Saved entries
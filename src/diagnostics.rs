// ABOUTME: Diagnostics accumulator for non-fatal warnings during deployment.
// ABOUTME: Collects warnings that shouldn't fail a deployment but should be shown to users.

/// Collects non-fatal warnings during deployment operations.
#[derive(Debug, Default)]
pub struct Diagnostics {
    warnings: Vec<Warning>,
}

impl Diagnostics {
    /// Record a warning, auto-logging it via tracing.
    pub fn warn(&mut self, warning: Warning) {
        tracing::warn!("{}", warning.message);
        self.warnings.push(warning);
    }

    /// Get all collected warnings.
    pub fn warnings(&self) -> &[Warning] {
        &self.warnings
    }

    /// Check if any warnings were collected.
    pub fn has_warnings(&self) -> bool {
        !self.warnings.is_empty()
    }

    pub fn into_warnings(self) -> Vec<Warning> {
        self.warnings
    }
}

/// A non-fatal warning collected during deployment.
#[derive(Debug, Clone, PartialEq, Eq)]
pub struct Warning {
    pub kind: WarningKind,
    pub message: String,
}

impl Warning {
    /// Create a health check warning.
    pub fn health_check(message: impl Into<String>) -> Self {
        Self {
            kind: WarningKind::HealthCheck,
            message: message.into(),
        }
    }

    /// Create a post-deploy hook warning.
    pub fn post_deploy_hook(message: impl Into<String>) -> Self {
        Self {
            kind: WarningKind::PostDeployHook,
            message: message.into(),
        }
    }

    /// Create a development server exit warning.
    pub fn dev_server_exit(message: impl Into<String>) -> Self {
        Self {
            kind: WarningKind::DevServerExit,
            message: message.into(),
        }
    }
}

/// Categories of warnings that can occur during deployment.
#[derive(Debug, Clone, Copy, PartialEq, Eq)]
pub enum WarningKind {
    /// Health probe got a non-200 answer, no answer, or had no domain to probe.
    HealthCheck,
    /// A post-deploy hook exited non-zero.
    PostDeployHook,
    /// The local development server exited with a non-zero code.
    DevServerExit,
}
//! Startup configuration, loaded once from the JSON file named on the
//! command line. Field names are fixed for compatibility with existing
//! deployments (spec §6) and must not be renamed even when they read
//! awkwardly in Rust.

use std::path::Path;
use std::time::Duration;

use serde::Deserialize;

use crate::error::{Error, Result};

/// A hundred years, used as the "effectively infinite" stand-in for any
/// `*_s` field configured at or below zero.
const EFFECTIVELY_INFINITE: Duration = Duration::from_secs(100 * 365 * 24 * 3600);

/// Smallest and largest chunk size we will accept, in bytes. 15 MiB matches
/// the historical cap of the document store's large-object chunking.
const MIN_CHUNK_SIZE: i64 = 1;
const MAX_CHUNK_SIZE: i64 = 15 * 1024 * 1024;

#[derive(Debug, Deserialize)]
struct RawConfig {
    mongo: RawMongo,
    lock: RawLock,
    cache: RawCache,
    data_cache: RawCache,
    host: String,
    #[serde(default)]
    development: bool,
    default_root_mode: String,
    #[serde(default)]
    force_root_mode: bool,
    #[serde(default)]
    legacy_lock_errno: bool,
}

#[derive(Debug, Deserialize)]
struct RawMongo {
    hosts: Vec<String>,
    database: String,
    prefix: String,
    access_attempt_s: i64,
    #[serde(default)]
    write_acknowledgement: i64,
    #[serde(default)]
    write_j: bool,
    chunk_size: i64,
}

#[derive(Debug, Deserialize)]
struct RawLock {
    timeout_s: i64,
    access_attempt_s: i64,
}

#[derive(Debug, Deserialize)]
struct RawCache {
    timeout_s: i64,
    max_elements: i64,
}

/// Validated, ready-to-use configuration.
#[derive(Debug, Clone)]
pub struct Config {
    pub mongo_hosts: Vec<String>,
    pub mongo_database: String,
    /// Collection name prefix, already containing any separator.
    pub mongo_prefix: String,
    pub mongo_access_attempt: Duration,
    pub mongo_write_acknowledgement: i64,
    pub mongo_write_journal: bool,
    pub chunk_size: u32,
    pub lock_timeout: Duration,
    pub lock_access_attempt: Duration,
    pub cache_timeout: Duration,
    pub cache_max_elements: usize,
    pub data_cache_timeout: Duration,
    pub data_cache_max_elements: usize,
    pub host: String,
    pub development: bool,
    pub default_root_mode: u32,
    pub force_root_mode: bool,
    /// Surfaces lock contention as `EDEADLK` instead of `EAGAIN`, matching
    /// deployments that still expect the old master-lock semantics. See
    /// spec §9.
    pub legacy_lock_errno: bool,
}

fn seconds_or_infinite(value: i64) -> Duration {
    if value <= 0 {
        EFFECTIVELY_INFINITE
    } else {
        Duration::from_secs(value as u64)
    }
}

fn elements_or_unbounded(value: i64) -> usize {
    if value <= 0 { 0 } else { value as usize }
}

impl Config {
    /// Parse and validate the configuration file at `path`.
    pub fn load(path: &Path) -> Result<Config> {
        let text = std::fs::read_to_string(path)
            .map_err(|e| Error::InvalidConfig(format!("cannot read {}: {e}", path.display())))?;
        Self::parse(&text)
    }

    fn parse(text: &str) -> Result<Config> {
        let raw: RawConfig = serde_json::from_str(text)
            .map_err(|e| Error::InvalidConfig(format!("malformed config: {e}")))?;

        if raw.mongo.hosts.is_empty() {
            return Err(Error::InvalidConfig("mongo.hosts must not be empty".into()));
        }
        if !(MIN_CHUNK_SIZE..=MAX_CHUNK_SIZE).contains(&raw.mongo.chunk_size) {
            return Err(Error::InvalidConfig(format!(
                "mongo.chunk_size must be in [1, {MAX_CHUNK_SIZE}], got {}",
                raw.mongo.chunk_size
            )));
        }
        let default_root_mode = u32::from_str_radix(
            raw.default_root_mode.trim_start_matches("0o"),
            8,
        )
        .map_err(|e| Error::InvalidConfig(format!("default_root_mode must be octal: {e}")))?;

        Ok(Config {
            mongo_hosts: raw.mongo.hosts,
            mongo_database: raw.mongo.database,
            mongo_prefix: raw.mongo.prefix,
            mongo_access_attempt: seconds_or_infinite(raw.mongo.access_attempt_s),
            mongo_write_acknowledgement: raw.mongo.write_acknowledgement,
            mongo_write_journal: raw.mongo.write_j,
            chunk_size: raw.mongo.chunk_size as u32,
            lock_timeout: seconds_or_infinite(raw.lock.timeout_s),
            lock_access_attempt: seconds_or_infinite(raw.lock.access_attempt_s),
            cache_timeout: seconds_or_infinite(raw.cache.timeout_s),
            cache_max_elements: elements_or_unbounded(raw.cache.max_elements),
            data_cache_timeout: seconds_or_infinite(raw.data_cache.timeout_s),
            data_cache_max_elements: elements_or_unbounded(raw.data_cache.max_elements),
            host: raw.host,
            development: raw.development,
            default_root_mode,
            force_root_mode: raw.force_root_mode,
            legacy_lock_errno: raw.legacy_lock_errno,
        })
    }
}

#[cfg(test)]
mod tests {
    use super::*;

    fn sample(chunk_size: i64) -> String {
        format!(
            r#"{{
                "mongo": {{"hosts": ["localhost:27017"], "database": "mongofs", "prefix": "",
                            "access_attempt_s": 30, "write_acknowledgement": 1,
                            "write_j": false, "chunk_size": {chunk_size}}},
                "lock": {{"timeout_s": 60, "access_attempt_s": 10}},
                "cache": {{"timeout_s": 5, "max_elements": 1000}},
                "data_cache": {{"timeout_s": 5, "max_elements": 1000}},
                "host": "node-a", "development": true,
                "default_root_mode": "0755", "force_root_mode": false
            }}"#
        )
    }

    #[test]
    fn parses_valid_config() {
        let cfg = Config::parse(&sample(262144)).unwrap();
        assert_eq!(cfg.chunk_size, 262144);
        assert_eq!(cfg.default_root_mode, 0o755);
        assert_eq!(cfg.lock_timeout, Duration::from_secs(60));
    }

    #[test]
    fn zero_or_negative_seconds_become_effectively_infinite() {
        let text = sample(1024).replace("\"access_attempt_s\": 30", "\"access_attempt_s\": 0");
        let cfg = Config::parse(&text).unwrap();
        assert_eq!(cfg.mongo_access_attempt, EFFECTIVELY_INFINITE);
    }

    #[test]
    fn rejects_oversized_chunk() {
        let err = Config::parse(&sample(16 * 1024 * 1024)).unwrap_err();
        assert!(matches!(err, Error::InvalidConfig(_)));
    }

    #[test]
    fn rejects_zero_chunk() {
        let err = Config::parse(&sample(0)).unwrap_err();
        assert!(matches!(err, Error::InvalidConfig(_)));
    }
}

• **YOUR INSTRUCTIONS**
Say how many lines of the entries above hold the string "exited", and say nothing besides the number.

• **SOLUTION**
2